Independent Independent
M DN AR CL S

Molester receives over six years

By Jim Maniaci and Jim Tiffin
Cibola County Bureau

GRANTS — Bennie Chavez, 71, a former Grants Parks and Recreation Department employee, was sentenced Friday to six-and-a-half years in state prison in the criminal case where he was convicted in July 2005 of 43 counts of criminal sexual contact of a minor.

Thirteenth Judicial District Judge Camille Martinez-Olguin sentenced Chavez including an order that he receive treatment as a sex offender while in prison, that he receive proper medical care due to his age and health problems and be segregated from the rest of the prison population, if needed for safety reasons, based on comments from several persons that he would be a homicide target.

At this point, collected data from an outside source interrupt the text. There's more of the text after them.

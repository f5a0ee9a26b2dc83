mod common;

use std::sync::Arc;

use chrono::{TimeZone, Utc};
use common::{ADMIN, StepClock, draft};
use flagforge_core::domain::{ChallengeId, Points, UserEmail};
use flagforge_server::config::AdminSeed;
use flagforge_server::db;
use flagforge_server::repository::{
    ChallengeRepository, NewSubmission, SeaOrmChallengeRepository, SeaOrmSubmissionRepository,
    SeaOrmUserProfileRepository, SubmissionRepository, UserProfileRepository,
};
use flagforge_server::service::{ChallengePatch, CtfError, CtfService};
use sea_orm::{ConnectionTrait, DatabaseConnection};

async fn sqlite_service() -> CtfService {
    sqlite_service_and_db().await.0
}

async fn sqlite_service_and_db() -> (CtfService, DatabaseConnection) {
    let db = db::init_pool_and_migrate("sqlite::memory:")
        .await
        .expect("in-memory sqlite should migrate");

    let profiles = Arc::new(SeaOrmUserProfileRepository::new(db.clone()));
    db::seed_admins(
        profiles.as_ref(),
        &[AdminSeed {
            email: ADMIN.to_string(),
            display_name: None,
        }],
    )
    .await
    .expect("admin seed should succeed");

    let seeded = profiles
        .find_by_email(&UserEmail::parse(ADMIN).expect("valid email"))
        .await
        .expect("profile lookup should succeed")
        .expect("admin profile should exist");
    assert!(seeded.is_admin);
    assert_eq!(seeded.display_name, "root");

    let service = CtfService::new(
        Arc::new(SeaOrmChallengeRepository::new(db.clone())),
        Arc::new(SeaOrmSubmissionRepository::new(db.clone())),
        profiles,
    )
    .with_clock(StepClock::new());

    (service, db)
}

#[tokio::test]
async fn scoring_round_trips_through_the_database() {
    let service = sqlite_service().await;
    let challenge = service
        .create_challenge(ADMIN, draft("Warmup", "CTF{hello}", 100))
        .await
        .expect("admin should create")
        .id;

    let a = service
        .submit_flag(challenge, "A@x.com", "CTF{hello}")
        .await
        .expect("first solve");
    assert!(a.first_blood);
    assert_eq!(a.points_awarded, 150);

    let wrong = service
        .submit_flag(challenge, "b@x.com", "CTF{nope}")
        .await
        .expect("wrong flag is recorded");
    assert!(!wrong.success);

    let b = service
        .submit_flag(challenge, "b@x.com", "CTF{hello}")
        .await
        .expect("second solve");
    assert!(!b.first_blood);
    assert_eq!(b.points_awarded, 100);

    let err = service
        .submit_flag(challenge, "a@x.com", "CTF{hello}")
        .await
        .expect_err("repeat solve should be rejected");
    assert!(matches!(err, CtfError::AlreadySolved { .. }));

    let solvers = service
        .get_challenge_solvers(challenge)
        .await
        .expect("solvers should load");
    let emails: Vec<&str> = solvers.iter().map(|s| s.user_email.as_str()).collect();
    assert_eq!(emails, vec!["a@x.com", "b@x.com"]);
    assert!(solvers[0].first_blood);
    assert!(!solvers[1].first_blood);

    let board = service.get_scoreboard(None).await.expect("scoreboard should load");
    assert_eq!(board.len(), 2);
    assert_eq!(board[0].email.as_str(), "a@x.com");
    assert_eq!(board[0].total_points, 150);
    assert_eq!(board[1].total_points, 100);

    let history = service
        .list_user_submissions("b@x.com")
        .await
        .expect("history should load");
    assert_eq!(history.len(), 2);
    assert!(history[0].is_correct);
    assert!(!history[1].is_correct);
}

#[tokio::test]
async fn update_and_delete_through_the_database() {
    let service = sqlite_service().await;
    let challenge = service
        .create_challenge(ADMIN, draft("Doomed", "CTF{d}", 100))
        .await
        .expect("admin should create")
        .id;

    let updated = service
        .update_challenge(
            ADMIN,
            challenge,
            ChallengePatch {
                category: Some("Forensics".to_string()),
                points: Some(40),
                ..Default::default()
            },
        )
        .await
        .expect("update should succeed");
    assert_eq!(updated.points.value(), 40);
    assert_eq!(updated.category.as_str(), "Forensics");

    service.submit_flag(challenge, "a@x.com", "CTF{d}").await.expect("recorded");
    service.submit_flag(challenge, "b@x.com", "CTF{x}").await.expect("recorded");

    let stats = service.get_user_stats("a@x.com").await.expect("stats should load");
    assert_eq!(stats.total_points, 60);
    assert_eq!(stats.total_challenges, 1);

    let deleted = service
        .delete_challenge(ADMIN, challenge)
        .await
        .expect("delete should succeed");
    assert_eq!(deleted, 2);

    assert!(service
        .get_challenge_solvers(challenge)
        .await
        .expect("solvers should load")
        .is_empty());
    assert!(service
        .get_scoreboard(None)
        .await
        .expect("scoreboard should load")
        .is_empty());
    assert!(matches!(
        service.get_challenge(challenge, Some(ADMIN)).await,
        Err(CtfError::NotFound(_))
    ));
}

#[tokio::test]
async fn largest_first_blood_award_fits_the_ledger_column() {
    let service = sqlite_service().await;
    let challenge = service
        .create_challenge(ADMIN, draft("Whale", "CTF{whale}", i64::from(Points::MAX)))
        .await
        .expect("maximum points should be accepted")
        .id;

    let result = service
        .submit_flag(challenge, "a@x.com", "CTF{whale}")
        .await
        .expect("first blood should be recorded");
    assert_eq!(result.points_awarded, 1_500_000_000);

    let board = service.get_scoreboard(None).await.expect("scoreboard should load");
    assert_eq!(board[0].total_points, 1_500_000_000);
}

#[tokio::test]
async fn recorded_first_blood_leads_solvers_on_a_timestamp_tie() {
    let (service, db) = sqlite_service_and_db().await;
    let challenge = service
        .create_challenge(ADMIN, draft("Tie", "CTF{tie}", 100))
        .await
        .expect("admin should create")
        .id;

    let ledger = SeaOrmSubmissionRepository::new(db);
    let instant = Utc
        .with_ymd_and_hms(2026, 3, 1, 12, 0, 0)
        .single()
        .expect("valid timestamp");
    for (user, points, first_blood) in [("b@x.com", 100, false), ("a@x.com", 150, true)] {
        ledger
            .append(NewSubmission {
                challenge_id: challenge,
                user_email: UserEmail::parse(user).expect("valid email"),
                is_correct: true,
                submitted_flag: "CTF{tie}".to_string(),
                submitted_at: instant,
                points_earned: points,
                is_first_blood: first_blood,
            })
            .await
            .expect("append should succeed");
    }

    let rows = ledger
        .list_correct_by_challenge(challenge)
        .await
        .expect("ledger should load");
    assert!(rows[0].is_first_blood);

    let solvers = service
        .get_challenge_solvers(challenge)
        .await
        .expect("solvers should load");
    assert_eq!(solvers[0].user_email.as_str(), "a@x.com");
    assert!(solvers[0].first_blood);
    assert!(!solvers[1].first_blood);

    let board = service.get_scoreboard(None).await.expect("scoreboard should load");
    let first_bloods: Vec<(&str, u32)> = board
        .iter()
        .map(|e| (e.email.as_str(), e.first_bloods))
        .collect();
    assert_eq!(first_bloods, vec![("a@x.com", 1), ("b@x.com", 0)]);
}

#[tokio::test]
async fn failed_delete_rolls_back_the_ledger_cleanup() {
    let (_service, db) = sqlite_service_and_db().await;
    db.execute_unprepared("PRAGMA foreign_keys = OFF")
        .await
        .expect("pragma should apply");

    // Ledger rows whose challenge row is missing.
    let orphan = ChallengeId::new();
    let ledger = SeaOrmSubmissionRepository::new(db.clone());
    let user = UserEmail::parse("a@x.com").expect("valid email");
    ledger
        .append(NewSubmission {
            challenge_id: orphan,
            user_email: user.clone(),
            is_correct: false,
            submitted_flag: "CTF{x}".to_string(),
            submitted_at: Utc::now(),
            points_earned: 0,
            is_first_blood: false,
        })
        .await
        .expect("append should succeed");

    let challenges = SeaOrmChallengeRepository::new(db);
    let deleted = challenges
        .delete(orphan)
        .await
        .expect("delete should not error");
    assert_eq!(deleted, None);

    let remaining = ledger.list_by_user(&user).await.expect("ledger should load");
    assert_eq!(remaining.len(), 1);
}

During the summer of 2003 Chavez fondled the breasts and buttocks of a then 13-year-old female teenager whom he supervised.

About a year later, the victim's younger sister found references to the touching in the victim's journal and told her parents. Grants Police then met with the victim and her parents and were told that Chavez took the girl to the city's tool shed a number of times to get tools and touched her breasts on the outside of her clothing on several occasions.

Police were told he also touched her while they were in the old dinosaur museum, and began touching her two to three times a week.

During an interview at the police department, Chavez told police while being interviewed that he touched her in the summer of 2003 and occasionally hit the backside of her buttocks with his hand but did not recall how many times he did this.

After a warrant for his arrest was obtained by Grants Police on Sept. 13, 2004, he turned himself in the following day.

The Adult Parole and Probation Department's pre-sentencing report recommended 43 years in prison, in essence, one year for each count that he was convicted.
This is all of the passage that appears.